[Data extracted from a collection]
------------------------------
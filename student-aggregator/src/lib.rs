pub mod aggregator;
pub mod dedup;
pub mod enrich;
pub mod executor;
pub mod fetcher;
pub mod pacing;
pub mod parser;
pub mod report;
pub mod sink;
pub mod sources;
pub mod traits;
pub mod types;
pub mod utils;

pub use types::*;
pub use aggregator::{allocate, AggregationRun, StudentAggregator};
pub use dedup::{Deduplicator, MergeOutcome};
pub use enrich::enrich;
pub use executor::RequestExecutor;
pub use fetcher::{Fetcher, HttpResponse, HttpTransport};
pub use pacing::{Pacer, RecordingPacer, TokioPacer};
pub use parser::ProfileParser;
pub use report::render_usage_report;
pub use sink::JsonFileSink;
pub use sources::{DomainEmailSource, MockSource, ProfileScrapeSource};
pub use traits::{AdapterUsage, SourceAdapter};
use crate::dedup::Deduplicator;
use crate::enrich::enrich;
use crate::pacing::Pacer;
use crate::sources::ProfileScrapeSource;
use crate::traits::SourceAdapter;
use crate::types::{AggregatorConfig, CandidateRecord, CanonicalProfile, Field, ProfileSink, SourceKind, UsageStats};
use chrono::{Datelike, Utc};
use serde::Serialize;
use std::sync::Arc;
use std::time::{Duration, Instant};
use tracing::{error, info, warn};
use uuid::Uuid;

/// Output of one pipeline run.
#[derive(Debug, Clone, Serialize)]
pub struct AggregationRun {
    pub run_id: Uuid,
    pub institution: String,
    pub profiles: Vec<CanonicalProfile>,
    pub usage: UsageStats,
}

impl AggregationRun {
    pub fn persist(&self, sink: &dyn ProfileSink) -> anyhow::Result<()> {
        sink.persist(&self.institution, &self.profiles, &self.usage)
    }
}

/// Split a record budget equally across sources, the remainder going to the first.
pub fn allocate(total: usize, sources: usize) -> Vec<usize> {
    if sources == 0 {
        return Vec::new();
    }
    let share = total / sources;
    let mut quotas = vec![share; sources];
    quotas[0] += total % sources;
    quotas
}

/// Profile URLs carried by domain-email records, in arrival order.
fn follow_up_urls(records: &[CandidateRecord]) -> Vec<String> {
    let mut urls: Vec<String> = Vec::new();
    for record in records.iter().filter(|r| r.source == SourceKind::DomainEmail) {
        if let Some(url) = record.field_text(Field::ProfileUrl).map(str::trim).filter(|u| !u.is_empty()) {
            if !urls.iter().any(|known| known == url) {
                urls.push(url.to_string());
            }
        }
    }
    urls
}

/// Queries each source in turn, then deduplicates, enriches and bounds the result.
pub struct StudentAggregator {
    config: AggregatorConfig,
    pacer: Arc<dyn Pacer>,
    follow_up: Option<ProfileScrapeSource>,
}

impl StudentAggregator {
    pub fn new(config: AggregatorConfig, pacer: Arc<dyn Pacer>) -> Self {
        Self {
            config,
            pacer,
            follow_up: None,
        }
    }

    /// Scrape the profile pages behind domain-email records after all sources
    /// have run. The scraped records merge into those profiles at `high` quality.
    pub fn with_profile_follow_up(mut self, scraper: ProfileScrapeSource) -> Self {
        self.follow_up = Some(scraper);
        self
    }

    async fn scrape_follow_ups(
        &self,
        scraper: &ProfileScrapeSource,
        urls: &[String],
        institution: &str,
        records: &mut Vec<CandidateRecord>,
        usage: &mut UsageStats,
    ) {
        let name = scraper.source_name();
        info!("Scraping {} profile page(s) found by domain search", urls.len());

        let before = scraper.usage();
        let outcome = scraper.scrape_urls(urls, Some(institution.trim())).await;
        let delta = scraper.usage().since(&before);
        usage.record_requests(&name, delta.requests_issued);
        usage.records_failed += delta.records_dropped as usize;

        match outcome {
            Ok(scraped) => {
                info!("Follow-up scraping produced {} records", scraped.len());
                usage.records_collected += scraped.len();
                records.extend(scraped);
            }
            Err(e) => {
                error!("Follow-up scraping with {} failed: {}", name, e);
                usage.sources_failed.push(name);
            }
        }
    }

    fn current_year(&self) -> i32 {
        self.config.current_year.unwrap_or_else(|| Utc::now().year())
    }

    /// Runs the whole pipeline. Source failures degrade the result, they never
    /// fail the run.
    pub async fn run(
        &self,
        institution: &str,
        total_limit: usize,
        sources: &[Box<dyn SourceAdapter>],
    ) -> AggregationRun {
        let run_id = Uuid::new_v4();
        let started = Instant::now();
        let mut usage = UsageStats::default();
        let mut records: Vec<CandidateRecord> = Vec::new();

        info!(
            "Run {}: collecting up to {} profiles for {} from {} source(s)",
            run_id,
            total_limit,
            institution,
            sources.len()
        );

        let quotas = allocate(total_limit, sources.len());
        let mut queried = 0usize;

        for (source, quota) in sources.iter().zip(quotas) {
            let name = source.source_name();
            if quota == 0 {
                info!("Skipping {}: no records allotted", name);
                continue;
            }
            if queried > 0 {
                self.pacer
                    .pause(Duration::from_millis(self.config.inter_source_delay_ms))
                    .await;
            }
            queried += 1;

            let before = source.usage();
            let outcome = source.fetch(institution, quota).await;
            let delta = source.usage().since(&before);

            usage.record_requests(&name, delta.requests_issued);
            usage.records_failed += delta.records_dropped as usize;

            match outcome {
                Ok(mut fetched) => {
                    if fetched.len() > quota {
                        warn!("{} returned {} records for a quota of {}", name, fetched.len(), quota);
                        fetched.truncate(quota);
                    }
                    info!("{} produced {} records", name, fetched.len());
                    usage.records_collected += fetched.len();
                    records.extend(fetched);
                }
                Err(e) => {
                    error!("Source {} failed: {}", name, e);
                    usage.sources_failed.push(name);
                }
            }
        }

        if let Some(scraper) = &self.follow_up {
            let urls = follow_up_urls(&records);
            if !urls.is_empty() {
                self.pacer
                    .pause(Duration::from_millis(self.config.inter_source_delay_ms))
                    .await;
                self.scrape_follow_ups(scraper, &urls, institution, &mut records, &mut usage)
                    .await;
            }
        }

        let outcome = Deduplicator::merge_with_stats(records);
        usage.records_failed += outcome.discarded;
        usage.duplicates_merged = outcome.merged;

        let current_year = self.current_year();
        let mut profiles: Vec<CanonicalProfile> = outcome
            .profiles
            .iter()
            .map(|profile| enrich(profile, institution, current_year))
            .collect();
        profiles.sort_by_key(|profile| profile.first_arrival);
        profiles.truncate(total_limit);
        usage.records_enriched = profiles.len();

        info!(
            "Run {} finished in {}ms: {} profiles, {} requests, {} failed source(s)",
            run_id,
            started.elapsed().as_millis(),
            profiles.len(),
            usage.total_requests(),
            usage.sources_failed.len()
        );

        AggregationRun {
            run_id,
            institution: institution.trim().to_string(),
            profiles,
            usage,
        }
    }
}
------------------------------
__REQUIRED WORK__. The answer must be a single number: how many lines above contain the word "trim".

__RESULT BELOW__. 3